> [WORK REQUIRED]: In how many lines of the records does the string "under" appear? State only the number.

> [Collected data entries]:
-- Opening Marker --

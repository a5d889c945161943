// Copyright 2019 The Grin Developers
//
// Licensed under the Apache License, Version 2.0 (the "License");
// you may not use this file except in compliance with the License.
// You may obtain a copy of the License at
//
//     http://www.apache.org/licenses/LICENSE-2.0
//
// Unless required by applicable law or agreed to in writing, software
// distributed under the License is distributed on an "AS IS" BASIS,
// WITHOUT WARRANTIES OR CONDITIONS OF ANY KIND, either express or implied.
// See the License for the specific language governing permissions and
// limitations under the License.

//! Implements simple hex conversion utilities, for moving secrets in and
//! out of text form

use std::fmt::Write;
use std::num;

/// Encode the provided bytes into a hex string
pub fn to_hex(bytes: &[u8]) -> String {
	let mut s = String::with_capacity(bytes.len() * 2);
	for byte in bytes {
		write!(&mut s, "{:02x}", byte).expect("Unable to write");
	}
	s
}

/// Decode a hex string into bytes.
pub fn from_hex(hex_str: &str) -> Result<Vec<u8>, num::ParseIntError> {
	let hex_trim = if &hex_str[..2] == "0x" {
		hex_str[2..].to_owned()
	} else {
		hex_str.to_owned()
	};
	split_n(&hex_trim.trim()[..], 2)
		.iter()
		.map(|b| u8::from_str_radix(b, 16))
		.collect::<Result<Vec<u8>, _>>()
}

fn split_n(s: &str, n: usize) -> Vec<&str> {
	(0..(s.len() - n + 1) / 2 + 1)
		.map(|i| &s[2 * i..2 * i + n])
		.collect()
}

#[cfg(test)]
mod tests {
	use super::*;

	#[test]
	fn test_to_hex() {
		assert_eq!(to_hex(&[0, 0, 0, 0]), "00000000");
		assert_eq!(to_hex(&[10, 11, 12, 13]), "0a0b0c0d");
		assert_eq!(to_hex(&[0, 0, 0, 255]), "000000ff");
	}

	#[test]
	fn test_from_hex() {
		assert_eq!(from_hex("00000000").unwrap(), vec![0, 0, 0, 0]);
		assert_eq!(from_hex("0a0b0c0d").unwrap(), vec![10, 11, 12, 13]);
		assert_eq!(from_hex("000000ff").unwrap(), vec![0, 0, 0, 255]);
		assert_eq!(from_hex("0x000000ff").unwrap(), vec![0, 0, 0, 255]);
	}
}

-- Closing Marker --

> [ANSWER TO THE PROBLEM]: 3